(Your goal)
Please write out word for word the opening lines of the material, including the line with "a verb, compared" as the last.
Start of Material shown
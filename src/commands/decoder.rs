//! Command Decoder
//!
//! Turns a received chunk into typed [`Command`]s.
//!
//! ## Matching rules
//!
//! 1. Values are decoded from the chunk one at a time.
//! 2. Values that are not arrays carry no command and are skipped.
//! 3. The elements of an array are scanned in order for a verb, compared
//!    case-insensitively against `GET` and `SET`.
//! 4. The first verb found decides the command, and the arity of the whole
//!    array must match it: 2 for `GET key`, 3 for `SET key value`.
//! 5. Arrays without a verb are skipped like non-array values.
//!
//! [`parse_command`] stops at the first command and reports
//! [`ProtocolError::UnknownCommand`] if the chunk runs out without one.
//! [`CommandDecoder`] keeps going and yields every command in the chunk.

use crate::protocol::{ParseError, RespReader, RespValue};
use bytes::Bytes;
use thiserror::Error;
use tracing::trace;

/// A decoded, validated request.
#[derive(Debug, Clone, PartialEq, Eq)]
pub enum Command {
    /// `SET key value`
    Set { key: Bytes, value: Bytes },
    /// `GET key`
    Get { key: Bytes },
}

impl Command {
    /// The verb this command was decoded from.
    pub fn name(&self) -> &'static str {
        match self {
            Command::Set { .. } => Verb::Set.name(),
            Command::Get { .. } => Verb::Get.name(),
        }
    }
}

/// Why a chunk did not produce a command.
///
/// None of these are fatal to the connection that sent the chunk.
#[derive(Debug, Error, Clone, PartialEq, Eq)]
pub enum ProtocolError {
    /// The wire encoding itself is broken
    #[error("malformed request: {0}")]
    Malformed(#[from] ParseError),

    /// A verb was found but the array has the wrong number of elements
    #[error("wrong number of arguments for '{command}' command: expected {expected}, got {got}")]
    WrongArity {
        command: &'static str,
        expected: usize,
        got: usize,
    },

    /// A key or value element has no scalar form (null or nested array)
    #[error("invalid argument at position {index} for '{command}' command")]
    InvalidArgument { command: &'static str, index: usize },

    /// The chunk was exhausted without finding a command
    #[error("unknown command")]
    UnknownCommand,
}

/// Decodes the first command found in `buf`.
///
/// # Example
///
/// ```
/// use loopkv::commands::{parse_command, Command};
/// use bytes::Bytes;
///
/// let command = parse_command(&b"*2\r\n$3\r\nget\r\n$3\r\nfoo\r\n"[..]).unwrap();
/// assert_eq!(command, Command::Get { key: Bytes::from("foo") });
/// ```
pub fn parse_command(buf: impl Into<Bytes>) -> Result<Command, ProtocolError> {
    CommandDecoder::new(buf)
        .next()
        .unwrap_or(Err(ProtocolError::UnknownCommand))
}

/// Lazily yields every command contained in a chunk.
///
/// Arity and argument errors are yielded in place of the offending command
/// and decoding continues with the next value. A malformed encoding is
/// yielded once and ends the sequence.
#[derive(Debug, Clone)]
pub struct CommandDecoder {
    reader: RespReader,
}

impl CommandDecoder {
    pub fn new(buf: impl Into<Bytes>) -> Self {
        Self {
            reader: RespReader::new(buf),
        }
    }
}

impl Iterator for CommandDecoder {
    type Item = Result<Command, ProtocolError>;

    fn next(&mut self) -> Option<Self::Item> {
        loop {
            let value = match self.reader.next()? {
                Ok(value) => value,
                Err(e) => return Some(Err(e.into())),
            };

            let Some(elements) = value.as_array() else {
                trace!(%value, "skipping non-array value");
                continue;
            };

            match elements.iter().find_map(Verb::parse) {
                Some(verb) => return Some(verb.build(elements)),
                None => trace!(%value, "skipping array without a known verb"),
            }
        }
    }
}

#[derive(Debug, Clone, Copy, PartialEq, Eq)]
enum Verb {
    Get,
    Set,
}

impl Verb {
    const ALL: [Verb; 2] = [Verb::Get, Verb::Set];

    fn parse(value: &RespValue) -> Option<Verb> {
        Self::ALL
            .into_iter()
            .find(|verb| value.eq_ignore_case(verb.name()))
    }

    fn name(self) -> &'static str {
        match self {
            Verb::Get => "GET",
            Verb::Set => "SET",
        }
    }

    /// Element count of a well-formed array, verb included.
    fn arity(self) -> usize {
        match self {
            Verb::Get => 2,
            Verb::Set => 3,
        }
    }

    fn build(self, elements: &[RespValue]) -> Result<Command, ProtocolError> {
        if elements.len() != self.arity() {
            return Err(ProtocolError::WrongArity {
                command: self.name(),
                expected: self.arity(),
                got: elements.len(),
            });
        }

        let arg = |index: usize| {
            elements[index]
                .to_bytes()
                .ok_or(ProtocolError::InvalidArgument {
                    command: self.name(),
                    index,
                })
        };

        Ok(match self {
            Verb::Get => Command::Get { key: arg(1)? },
            Verb::Set => Command::Set {
                key: arg(1)?,
                value: arg(2)?,
            },
        })
    }
}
End of Material shown
(Solved problem)
filename src/commands/decoder.rs
//! Command Decoder
//!
//! Turns a received chunk into typed [`Command`]s.
//!
//! ## Matching rules
//!
//! 1. Values are decoded from the chunk one at a time.
//! 2. Values that are not arrays carry no command and are skipped.
//! 3. The elements of an array are scanned in order for a verb, compared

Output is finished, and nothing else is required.